I think we can make change, though not overnight. CCHA’s priority this year is to try to improve the mental/behavioral health workforce for children. It’s estimated that California has only one-third of the psychiatrists we need, and half of them are over age 60. So there is a serious shortage, even for privately insured children. There are some obvious things we can do that would immediately affect access to care, such as reducing burdensome paperwork so clinicians can spend more time with kids. We also hope the state will create a standardized assessment tool for counties, which is probably harder than it sounds, but is doable. We will be looking for funding in the state budget for more training for psychiatrists and the psychiatric workforce generally. We think supportive tele-consultation for primary care physicians will enable children to be served in their own communities. The Association initially will be working on these issues. Other important goals are for the state to enforce existing laws, and to support early intervention programs, such as Help Me Grow – which helps to provide support for families of young children – that have had success.
Q: What can families and providers do individually to bolster improvements in mental health services?

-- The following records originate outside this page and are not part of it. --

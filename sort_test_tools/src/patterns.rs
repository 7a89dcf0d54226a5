//! Input patterns for testing and benchmarking the sorts. Limited to `i64` values.

use std::env;
use std::ops::RangeInclusive;

use once_cell::sync::OnceCell;
use rand::prelude::*;
use rand::rngs::StdRng;

static SEED: OnceCell<u64> = OnceCell::new();

/// Returns the seed used for every pattern in this process.
///
/// The seed is random per process unless `OVERRIDE_SEED` is set, which allows reproducing a
/// failing run.
pub fn random_init_seed() -> u64 {
    *SEED.get_or_init(|| {
        env::var("OVERRIDE_SEED")
            .ok()
            .and_then(|seed| seed.parse().ok())
            .unwrap_or_else(|| thread_rng().gen())
    })
}

pub fn new_seeded_rng() -> StdRng {
    StdRng::seed_from_u64(random_init_seed())
}

// --- Generators with an explicit source of randomness ---

pub fn random_uniform<R: Rng + ?Sized>(
    len: usize,
    range: RangeInclusive<i64>,
    rng: &mut R,
) -> Vec<i64> {
    (0..len).map(|_| rng.gen_range(range.clone())).collect()
}

/// Ascending with `max(1, len / 10)` random transpositions.
pub fn nearly_sorted_with<R: Rng + ?Sized>(len: usize, rng: &mut R) -> Vec<i64> {
    let mut v = ascending(len);
    if len == 0 {
        return v;
    }

    for _ in 0..(len / 10).max(1) {
        let a = rng.gen_range(0..len);
        let b = rng.gen_range(0..len);
        v.swap(a, b);
    }

    v
}

// --- Seeded convenience patterns ---

/// Uniform values in `[0, 10 * len]`.
pub fn random(len: usize) -> Vec<i64> {
    random_uniform(len, 0..=(len as i64 * 10), &mut new_seeded_rng())
}

/// Uniform values in `[0, len / 10]`, so most values repeat.
pub fn random_duplicates(len: usize) -> Vec<i64> {
    random_uniform(len, 0..=(len as i64 / 10), &mut new_seeded_rng())
}

pub fn nearly_sorted(len: usize) -> Vec<i64> {
    nearly_sorted_with(len, &mut new_seeded_rng())
}

pub fn all_equal(len: usize) -> Vec<i64> {
    vec![66; len]
}

pub fn ascending(len: usize) -> Vec<i64> {
    (0..len as i64).collect()
}

pub fn descending(len: usize) -> Vec<i64> {
    (0..len as i64).rev().collect()
}
pub trait Sort {
    fn name() -> String;

    fn sort<T>(arr: &mut [T])
    where
        T: Ord;

    /// Sorts the inclusive range `arr[low..=high]`. `low >= high` is a no-op.
    fn sort_range<T>(arr: &mut [T], low: usize, high: usize)
    where
        T: Ord;
}

pub mod patterns;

It would be great if families and agencies could really articulate to legislators and leaders just how important it is to invest in children. That’s where we will see the long-term payoff. We lose sight of the fact that if we don’t make these early investments in kids, we’ll pay in the long run. We need healthy children and families if as a society we want to have healthy adults. We must remind leaders not to neglect children in discussions of mental/behavioral health.
Q: Anything else you’d like to note?
The good news is that we are now more aware of mental health issues for children. Our task is to take what we know and use that information to reduce the stigma around mental health treatment to make it easier for families to ask for services, and build the infrastructure so that children can obtain those services. Our report identifies a number of shortcomings in California’s system. I am optimistic because there is now some new focus, and I hope that parents who have a child struggling with mental illness know that they are not alone, and many people are trying to make it better.